Construction of new residential dorm brings heavy expectations

Comments (4)
  1. CalPolyProud says:

    I am becoming so disheartened by the changes at Cal Poly. I can see that a lot of the positive elements that have attracted kids (and families) to this campus are diminishing. The expanded growth of the campus/student body is making it difficult not only for current students but the community as well. SLO has always been a college community that supports the campus/students. Everyone had been able to co-exist nicely. As the campus continues to rapidly grow it is putting a strain on the community. It is effecting local housing and neighborhoods, traffic and the quality of the community and the quality of life of the residents that live there. On campus it is effecting the students. Classes seem harder to get and housing for off campus students is next to impossible to secure. This is forcing some students to live further away from campus. And, soon parking for the students who are farther from campus will be difficult to find when they travel in for class. I don’t see that building the dorms will have much of a positive impact – other than Cal Poly being able to accept more incoming freshman. After freshman year most students prefer to live off campus and I don’t know how the local community will continue to absorb the impact. I have to trust that minds greater than mine have this figured out. It seems that there are some cracks in the foundation, so to speak, that should be addressed before they continue to expand the student body and build dorms.

    1. CalPolyInvolved says:

      Actually, the reason these dorms are being constructed is to create more housing options for upperclassmen in either Cerro or PCV. CalPoly has already stated that the student body will not continue to “grow”, the acceptances they send out each year will remain consistent… The campus is still very reasonable to walk/bike to classes considering its size.

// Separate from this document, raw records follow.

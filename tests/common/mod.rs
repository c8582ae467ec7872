//! Common test utilities and helpers
//!
//! This module provides shared utilities for all tests including:
//! - Store and configuration fixtures
//! - wiremock response helpers
//! - An in-process WebSocket server
//! - Custom assertion macros

pub mod assertions;
pub mod fixtures;

// Re-export commonly used utilities
pub use fixtures::*;
pub use mock_server::*;
pub use socket_server::*;
//! Sync Error Types
//!
//! This module defines the error taxonomy shared by every component of the
//! sync core: cache, offline queue, API client, network monitor and realtime
//! channel.
//!
//! # Error Categories
//!
//! - `Network` - transient failure, no response received. Read paths fall back
//!   to the cache and write paths enqueue.
//! - `Http` - the server answered with a non-success status. A 401 is handled
//!   by the API client's refresh protocol; everything else passes through.
//! - `RefreshFailed` - the refresh token was rejected. Auth state is already
//!   cleared when this surfaces; the UI must ask the user to sign in again.
//! - `Storage` / `Serialization` - durable storage problems.
//! - `Socket` - realtime transport failures.
//!
//! # Usage
//!
//! ```rust
//! use vitalsync::shared::error::SyncError;
//!
//! let error = SyncError::http(404, "Student not found");
//! assert!(!error.is_transient());
//! ```
use thiserror::Error;

use crate::shared::config::ConfigError;

/// Result alias used throughout the crate
pub type SyncResult<T> = Result<T, SyncError>;

/// Errors produced by the sync core
#[derive(Debug, Error)]
pub enum SyncError {
    /// No response was received (connect failure, timeout, DNS, reset)
    #[error("Network error: {message}")]
    Network {
        /// Human-readable error message
        message: String,
    },

    /// The server answered with a non-success status
    #[error("HTTP {status}: {message}")]
    Http {
        /// HTTP status code
        status: u16,
        /// `message` field of the error body, or the status reason
        message: String,
    },

    /// Token refresh was attempted and failed; auth state has been cleared
    #[error("Session expired: {0}")]
    RefreshFailed(Box<SyncError>),

    /// Durable storage failure
    #[error("Storage error: {message}")]
    Storage {
        /// Human-readable error message
        message: String,
    },

    /// JSON serialization or deserialization error
    #[error("Serialization error: {0}")]
    Serialization(#[from] serde_json::Error),

    /// Realtime socket failure
    #[error("Socket error: {message}")]
    Socket {
        /// Human-readable error message
        message: String,
    },

    /// Invalid configuration
    #[error(transparent)]
    Config(#[from] ConfigError),
}

impl SyncError {
    /// Create a transient network error
    pub fn network(message: impl Into<String>) -> Self {
        Self::Network {
            message: message.into(),
        }
    }

    /// Create an HTTP status error
    pub fn http(status: u16, message: impl Into<String>) -> Self {
        Self::Http {
            status,
            message: message.into(),
        }
    }

    /// Create a storage error
    pub fn storage(message: impl Into<String>) -> Self {
        Self::Storage {
            message: message.into(),
        }
    }

    /// Create a socket error
    pub fn socket(message: impl Into<String>) -> Self {
        Self::Socket {
            message: message.into(),
        }
    }

    /// Whether the failure happened before any response arrived
    pub fn is_transient(&self) -> bool {
        matches!(self, Self::Network { .. })
    }

    /// Whether the server rejected the credentials
    pub fn is_unauthorized(&self) -> bool {
        matches!(self, Self::Http { status: 401, .. })
    }

    /// Whether the user has to authenticate again
    pub fn is_session_expired(&self) -> bool {
        matches!(self, Self::RefreshFailed(_))
    }

    /// HTTP status carried by this error, if any
    pub fn status(&self) -> Option<u16> {
        match self {
            Self::Http { status, .. } => Some(*status),
            Self::RefreshFailed(inner) => inner.status(),
            _ => None,
        }
    }
}

impl From<reqwest::Error> for SyncError {
    fn from(err: reqwest::Error) -> Self {
        match err.status() {
            Some(status) => Self::http(status.as_u16(), err.to_string()),
            None if err.is_decode() => Self::network(format!("Malformed response: {}", err)),
            None => Self::network(err.to_string()),
        }
    }
}

impl From<sqlx::Error> for SyncError {
    fn from(err: sqlx::Error) -> Self {
        Self::storage(err.to_string())
    }
}

impl From<tokio_tungstenite::tungstenite::Error> for SyncError {
    fn from(err: tokio_tungstenite::tungstenite::Error) -> Self {
        Self::socket(err.to_string())
    }
}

Those that choose to live off campus choose to live in locations that have their own responsiblies to react and grow due to demand. Again… Just want to stress that the student body is not “expanding” merely the campus is attempting to offer housing for a larger portion of the student body.

      1. Concerned says:

        “Enrollment growth is essential. California — really, the country — needs more Cal Poly graduates,” Armstrong said. “However, the extent, nature and timing of growth are questions that we need to investigate with all of Cal Poly’s stakeholders — on campus and off campus.

        “This includes evaluating our master plan, engaging the Academic Senate, as well as consulting with our city and community leaders. We must work together in asking and answering the right questions.’’

        Among the questions, he said, would be an assessment of what the impact would be on the community as well as what the economic impact would be on the city and region. At the campus level, he said, there are many complexities, including what facilities the campus would need for classes, labs, and offices as well as for student housing and dining.

        Enrollment this fall will be about 19,800 students, including graduate students. Armstrong said Cal Poly should consider growing by as much as 4,000 to 5,000 students over the next few years, depending on state funding, private support and the ability to physically accommodate new growth.